# EXERCISE DESCRIPTION:
How many lines of the data include the string "FetchError"? State the number and nothing else.

Collected data entries
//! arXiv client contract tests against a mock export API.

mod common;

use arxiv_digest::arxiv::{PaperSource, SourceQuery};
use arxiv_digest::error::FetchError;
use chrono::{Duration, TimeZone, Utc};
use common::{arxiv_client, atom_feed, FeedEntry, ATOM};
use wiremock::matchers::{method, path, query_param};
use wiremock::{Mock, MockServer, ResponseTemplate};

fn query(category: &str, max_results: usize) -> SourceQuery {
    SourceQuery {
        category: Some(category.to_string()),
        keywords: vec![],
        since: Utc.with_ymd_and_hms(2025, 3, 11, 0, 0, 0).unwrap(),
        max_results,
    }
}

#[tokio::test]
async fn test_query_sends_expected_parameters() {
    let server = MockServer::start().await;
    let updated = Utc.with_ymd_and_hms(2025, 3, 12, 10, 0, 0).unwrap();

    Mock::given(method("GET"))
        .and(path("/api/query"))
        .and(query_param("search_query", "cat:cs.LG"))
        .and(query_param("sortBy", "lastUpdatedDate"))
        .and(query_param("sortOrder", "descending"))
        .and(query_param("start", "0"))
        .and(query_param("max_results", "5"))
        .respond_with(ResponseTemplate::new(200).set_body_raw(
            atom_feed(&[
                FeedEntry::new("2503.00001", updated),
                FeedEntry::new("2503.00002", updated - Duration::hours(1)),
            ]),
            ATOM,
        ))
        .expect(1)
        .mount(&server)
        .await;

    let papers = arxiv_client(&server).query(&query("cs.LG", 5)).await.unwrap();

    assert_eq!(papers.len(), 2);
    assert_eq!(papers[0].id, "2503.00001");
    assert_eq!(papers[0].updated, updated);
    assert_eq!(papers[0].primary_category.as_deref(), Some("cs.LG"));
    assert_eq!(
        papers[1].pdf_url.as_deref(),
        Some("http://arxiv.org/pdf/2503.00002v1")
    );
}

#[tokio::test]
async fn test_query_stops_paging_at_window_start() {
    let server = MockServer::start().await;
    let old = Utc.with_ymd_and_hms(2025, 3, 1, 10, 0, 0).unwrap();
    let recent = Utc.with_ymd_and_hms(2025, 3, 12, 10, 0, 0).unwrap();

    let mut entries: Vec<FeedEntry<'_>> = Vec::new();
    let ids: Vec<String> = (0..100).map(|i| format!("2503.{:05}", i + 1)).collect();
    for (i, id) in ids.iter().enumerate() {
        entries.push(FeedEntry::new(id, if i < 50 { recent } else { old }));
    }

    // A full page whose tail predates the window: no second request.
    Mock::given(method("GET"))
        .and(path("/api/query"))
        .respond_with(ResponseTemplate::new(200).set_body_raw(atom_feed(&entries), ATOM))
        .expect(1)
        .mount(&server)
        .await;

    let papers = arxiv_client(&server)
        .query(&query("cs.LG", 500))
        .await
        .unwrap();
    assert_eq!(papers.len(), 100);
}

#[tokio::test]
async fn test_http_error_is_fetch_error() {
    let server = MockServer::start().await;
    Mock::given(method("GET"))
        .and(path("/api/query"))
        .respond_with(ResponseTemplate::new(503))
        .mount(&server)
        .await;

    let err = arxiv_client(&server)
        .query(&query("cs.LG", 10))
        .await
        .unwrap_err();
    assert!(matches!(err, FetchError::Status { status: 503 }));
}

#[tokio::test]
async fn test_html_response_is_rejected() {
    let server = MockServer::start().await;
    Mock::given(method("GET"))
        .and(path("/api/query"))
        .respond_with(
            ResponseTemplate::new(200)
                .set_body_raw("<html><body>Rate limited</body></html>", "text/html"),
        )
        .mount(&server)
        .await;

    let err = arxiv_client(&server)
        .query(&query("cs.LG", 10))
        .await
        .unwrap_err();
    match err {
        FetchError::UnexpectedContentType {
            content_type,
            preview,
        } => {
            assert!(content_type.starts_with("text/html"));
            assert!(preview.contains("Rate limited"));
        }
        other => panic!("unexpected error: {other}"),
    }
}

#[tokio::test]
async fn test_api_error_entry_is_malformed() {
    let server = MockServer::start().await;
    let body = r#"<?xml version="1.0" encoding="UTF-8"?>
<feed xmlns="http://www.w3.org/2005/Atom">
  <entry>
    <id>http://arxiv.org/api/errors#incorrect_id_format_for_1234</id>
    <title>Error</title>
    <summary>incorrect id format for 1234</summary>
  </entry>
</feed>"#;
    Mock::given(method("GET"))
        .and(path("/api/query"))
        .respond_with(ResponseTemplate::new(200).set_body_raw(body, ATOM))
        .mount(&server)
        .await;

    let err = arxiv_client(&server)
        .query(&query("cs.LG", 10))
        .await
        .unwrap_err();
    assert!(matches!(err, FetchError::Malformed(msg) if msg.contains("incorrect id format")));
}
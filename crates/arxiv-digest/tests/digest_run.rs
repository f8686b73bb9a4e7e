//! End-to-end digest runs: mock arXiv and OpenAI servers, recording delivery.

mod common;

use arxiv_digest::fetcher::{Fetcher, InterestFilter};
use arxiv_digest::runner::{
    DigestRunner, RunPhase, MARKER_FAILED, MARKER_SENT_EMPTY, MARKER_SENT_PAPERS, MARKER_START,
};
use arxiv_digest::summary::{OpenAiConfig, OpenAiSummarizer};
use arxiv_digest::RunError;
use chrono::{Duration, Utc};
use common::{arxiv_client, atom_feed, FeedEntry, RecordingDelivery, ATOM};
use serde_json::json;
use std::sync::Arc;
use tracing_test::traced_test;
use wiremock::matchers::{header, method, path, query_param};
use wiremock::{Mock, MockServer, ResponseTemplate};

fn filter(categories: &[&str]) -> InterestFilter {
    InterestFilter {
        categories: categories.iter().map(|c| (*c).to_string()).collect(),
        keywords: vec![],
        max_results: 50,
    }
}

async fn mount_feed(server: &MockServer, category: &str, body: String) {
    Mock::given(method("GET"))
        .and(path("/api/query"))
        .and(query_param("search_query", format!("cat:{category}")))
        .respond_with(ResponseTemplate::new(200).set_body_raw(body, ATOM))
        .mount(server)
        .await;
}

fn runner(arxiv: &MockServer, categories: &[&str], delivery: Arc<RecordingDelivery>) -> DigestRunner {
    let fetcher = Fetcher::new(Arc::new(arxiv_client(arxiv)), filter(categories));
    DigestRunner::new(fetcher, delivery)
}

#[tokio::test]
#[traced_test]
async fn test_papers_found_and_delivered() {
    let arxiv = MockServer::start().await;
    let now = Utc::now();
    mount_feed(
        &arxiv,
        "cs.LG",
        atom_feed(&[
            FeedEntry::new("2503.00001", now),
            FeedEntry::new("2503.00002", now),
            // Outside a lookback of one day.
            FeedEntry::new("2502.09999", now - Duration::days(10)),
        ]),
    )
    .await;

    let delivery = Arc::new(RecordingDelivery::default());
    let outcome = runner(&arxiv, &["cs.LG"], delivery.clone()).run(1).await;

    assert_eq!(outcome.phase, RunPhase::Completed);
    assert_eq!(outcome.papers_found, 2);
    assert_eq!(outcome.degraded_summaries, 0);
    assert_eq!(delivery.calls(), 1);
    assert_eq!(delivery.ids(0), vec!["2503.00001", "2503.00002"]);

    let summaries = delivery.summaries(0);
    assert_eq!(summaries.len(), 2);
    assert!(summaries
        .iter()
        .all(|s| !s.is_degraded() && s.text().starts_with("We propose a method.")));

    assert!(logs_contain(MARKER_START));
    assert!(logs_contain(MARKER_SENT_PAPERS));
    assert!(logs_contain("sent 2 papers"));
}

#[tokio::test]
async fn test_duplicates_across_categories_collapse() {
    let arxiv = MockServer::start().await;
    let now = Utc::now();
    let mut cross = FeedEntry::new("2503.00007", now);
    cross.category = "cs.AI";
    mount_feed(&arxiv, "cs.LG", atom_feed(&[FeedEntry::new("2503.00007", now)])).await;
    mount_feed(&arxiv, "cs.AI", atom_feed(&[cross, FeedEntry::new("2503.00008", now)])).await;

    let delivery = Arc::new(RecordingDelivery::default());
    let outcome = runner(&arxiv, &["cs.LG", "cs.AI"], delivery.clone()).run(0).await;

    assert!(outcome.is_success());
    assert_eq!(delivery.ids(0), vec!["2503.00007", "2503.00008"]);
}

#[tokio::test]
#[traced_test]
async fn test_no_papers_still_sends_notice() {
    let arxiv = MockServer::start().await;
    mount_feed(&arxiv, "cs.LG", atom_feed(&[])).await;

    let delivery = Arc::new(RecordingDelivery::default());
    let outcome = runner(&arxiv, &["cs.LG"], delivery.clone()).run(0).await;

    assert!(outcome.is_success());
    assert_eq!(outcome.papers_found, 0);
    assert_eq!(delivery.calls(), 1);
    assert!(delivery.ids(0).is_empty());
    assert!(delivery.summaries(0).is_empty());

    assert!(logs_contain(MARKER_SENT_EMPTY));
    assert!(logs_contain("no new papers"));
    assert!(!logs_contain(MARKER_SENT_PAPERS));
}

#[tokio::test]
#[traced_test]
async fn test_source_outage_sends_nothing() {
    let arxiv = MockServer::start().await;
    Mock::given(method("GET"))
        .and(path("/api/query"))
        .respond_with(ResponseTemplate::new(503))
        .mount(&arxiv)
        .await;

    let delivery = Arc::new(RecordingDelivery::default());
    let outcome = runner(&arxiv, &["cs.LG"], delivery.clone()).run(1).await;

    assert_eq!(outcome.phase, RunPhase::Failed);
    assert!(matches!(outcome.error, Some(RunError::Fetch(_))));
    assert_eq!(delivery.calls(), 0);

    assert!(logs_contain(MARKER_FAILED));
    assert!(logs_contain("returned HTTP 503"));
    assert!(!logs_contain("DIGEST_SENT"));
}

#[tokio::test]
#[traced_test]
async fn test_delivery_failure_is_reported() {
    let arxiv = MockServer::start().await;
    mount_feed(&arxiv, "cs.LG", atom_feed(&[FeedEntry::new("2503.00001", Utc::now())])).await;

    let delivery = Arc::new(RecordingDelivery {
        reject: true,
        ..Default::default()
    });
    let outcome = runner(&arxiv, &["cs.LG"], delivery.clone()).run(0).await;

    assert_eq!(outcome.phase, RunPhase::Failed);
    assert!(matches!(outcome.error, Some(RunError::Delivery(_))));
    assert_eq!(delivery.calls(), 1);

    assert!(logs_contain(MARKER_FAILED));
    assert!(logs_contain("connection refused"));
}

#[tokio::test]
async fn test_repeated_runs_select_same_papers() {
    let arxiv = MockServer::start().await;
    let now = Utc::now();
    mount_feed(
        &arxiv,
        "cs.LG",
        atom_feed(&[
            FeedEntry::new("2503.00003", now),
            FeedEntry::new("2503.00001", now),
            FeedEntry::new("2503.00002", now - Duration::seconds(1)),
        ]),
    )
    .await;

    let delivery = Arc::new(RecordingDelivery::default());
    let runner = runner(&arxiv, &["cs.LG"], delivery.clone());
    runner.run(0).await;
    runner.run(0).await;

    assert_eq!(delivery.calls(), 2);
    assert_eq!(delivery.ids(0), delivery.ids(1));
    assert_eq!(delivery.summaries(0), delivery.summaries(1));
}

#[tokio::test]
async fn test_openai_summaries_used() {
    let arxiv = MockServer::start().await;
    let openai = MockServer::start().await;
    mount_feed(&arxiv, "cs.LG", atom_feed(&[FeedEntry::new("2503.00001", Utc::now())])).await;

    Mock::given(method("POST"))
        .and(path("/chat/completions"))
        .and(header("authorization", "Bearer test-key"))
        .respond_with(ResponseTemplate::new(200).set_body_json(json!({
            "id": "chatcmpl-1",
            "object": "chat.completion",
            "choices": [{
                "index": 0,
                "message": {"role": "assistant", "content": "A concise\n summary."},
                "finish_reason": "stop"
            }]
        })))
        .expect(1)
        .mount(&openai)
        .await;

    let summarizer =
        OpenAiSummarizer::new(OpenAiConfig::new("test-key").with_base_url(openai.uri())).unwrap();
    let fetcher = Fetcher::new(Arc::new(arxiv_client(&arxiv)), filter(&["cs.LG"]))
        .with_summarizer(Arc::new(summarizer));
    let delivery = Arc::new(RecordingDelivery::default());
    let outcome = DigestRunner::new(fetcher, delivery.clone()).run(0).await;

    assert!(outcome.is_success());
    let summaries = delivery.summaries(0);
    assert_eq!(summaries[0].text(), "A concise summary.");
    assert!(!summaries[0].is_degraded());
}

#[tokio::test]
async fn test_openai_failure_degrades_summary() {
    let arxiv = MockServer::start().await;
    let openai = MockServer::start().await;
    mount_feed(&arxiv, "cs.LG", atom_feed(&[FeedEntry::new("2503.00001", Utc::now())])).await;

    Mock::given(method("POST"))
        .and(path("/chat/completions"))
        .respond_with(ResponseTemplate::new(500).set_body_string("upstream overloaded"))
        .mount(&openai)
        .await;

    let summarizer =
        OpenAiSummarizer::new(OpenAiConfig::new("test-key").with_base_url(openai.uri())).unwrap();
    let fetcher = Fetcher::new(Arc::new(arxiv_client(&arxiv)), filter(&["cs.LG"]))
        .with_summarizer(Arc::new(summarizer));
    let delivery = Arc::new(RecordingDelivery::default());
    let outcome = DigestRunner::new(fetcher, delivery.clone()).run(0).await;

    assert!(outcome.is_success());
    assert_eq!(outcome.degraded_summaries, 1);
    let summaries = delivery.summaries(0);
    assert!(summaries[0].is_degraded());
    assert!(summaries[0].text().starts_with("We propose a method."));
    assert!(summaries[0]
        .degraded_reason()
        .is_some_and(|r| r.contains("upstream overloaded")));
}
...
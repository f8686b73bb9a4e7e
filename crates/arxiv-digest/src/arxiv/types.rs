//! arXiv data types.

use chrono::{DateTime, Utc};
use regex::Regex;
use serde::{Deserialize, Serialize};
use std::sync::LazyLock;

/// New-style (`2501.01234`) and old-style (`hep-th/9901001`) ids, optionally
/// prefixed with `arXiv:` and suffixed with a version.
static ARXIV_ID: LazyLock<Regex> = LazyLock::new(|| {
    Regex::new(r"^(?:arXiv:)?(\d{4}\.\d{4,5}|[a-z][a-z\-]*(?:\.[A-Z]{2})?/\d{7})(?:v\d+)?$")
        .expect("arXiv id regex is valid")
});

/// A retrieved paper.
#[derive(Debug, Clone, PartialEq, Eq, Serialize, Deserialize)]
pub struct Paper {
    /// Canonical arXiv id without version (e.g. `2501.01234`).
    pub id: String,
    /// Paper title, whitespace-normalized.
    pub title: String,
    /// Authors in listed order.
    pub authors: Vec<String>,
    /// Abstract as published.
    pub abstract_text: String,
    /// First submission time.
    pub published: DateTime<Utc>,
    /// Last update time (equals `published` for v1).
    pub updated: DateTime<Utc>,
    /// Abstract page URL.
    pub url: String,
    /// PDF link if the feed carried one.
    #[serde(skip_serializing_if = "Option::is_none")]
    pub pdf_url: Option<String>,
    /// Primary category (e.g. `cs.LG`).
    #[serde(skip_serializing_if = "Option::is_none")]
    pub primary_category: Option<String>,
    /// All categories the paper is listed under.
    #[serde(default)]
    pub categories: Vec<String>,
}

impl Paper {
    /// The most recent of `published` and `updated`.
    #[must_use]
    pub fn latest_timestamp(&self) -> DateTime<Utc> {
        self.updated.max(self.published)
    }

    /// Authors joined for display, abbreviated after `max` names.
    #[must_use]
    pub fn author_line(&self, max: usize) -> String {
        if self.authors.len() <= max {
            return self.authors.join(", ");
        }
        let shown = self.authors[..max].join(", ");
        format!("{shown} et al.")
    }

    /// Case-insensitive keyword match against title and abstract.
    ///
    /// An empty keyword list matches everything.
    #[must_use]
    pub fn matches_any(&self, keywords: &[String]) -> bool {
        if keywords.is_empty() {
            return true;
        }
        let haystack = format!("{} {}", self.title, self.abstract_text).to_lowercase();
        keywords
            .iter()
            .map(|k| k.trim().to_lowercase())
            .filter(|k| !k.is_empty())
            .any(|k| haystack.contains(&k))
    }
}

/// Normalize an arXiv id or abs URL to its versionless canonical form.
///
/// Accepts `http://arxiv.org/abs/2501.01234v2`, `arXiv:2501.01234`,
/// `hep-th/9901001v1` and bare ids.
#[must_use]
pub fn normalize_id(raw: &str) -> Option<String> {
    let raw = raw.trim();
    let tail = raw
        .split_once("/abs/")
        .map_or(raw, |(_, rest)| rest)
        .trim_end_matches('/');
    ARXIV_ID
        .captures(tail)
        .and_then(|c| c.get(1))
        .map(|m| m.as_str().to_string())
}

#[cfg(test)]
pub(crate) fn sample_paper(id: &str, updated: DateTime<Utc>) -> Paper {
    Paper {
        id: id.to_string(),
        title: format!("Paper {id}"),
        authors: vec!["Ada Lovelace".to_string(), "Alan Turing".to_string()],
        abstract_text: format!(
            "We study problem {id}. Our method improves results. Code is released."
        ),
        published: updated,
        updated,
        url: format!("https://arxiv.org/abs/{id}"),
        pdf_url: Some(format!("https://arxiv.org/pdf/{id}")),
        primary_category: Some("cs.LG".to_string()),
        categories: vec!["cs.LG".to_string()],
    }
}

# PROBLEM SOLUTION:
4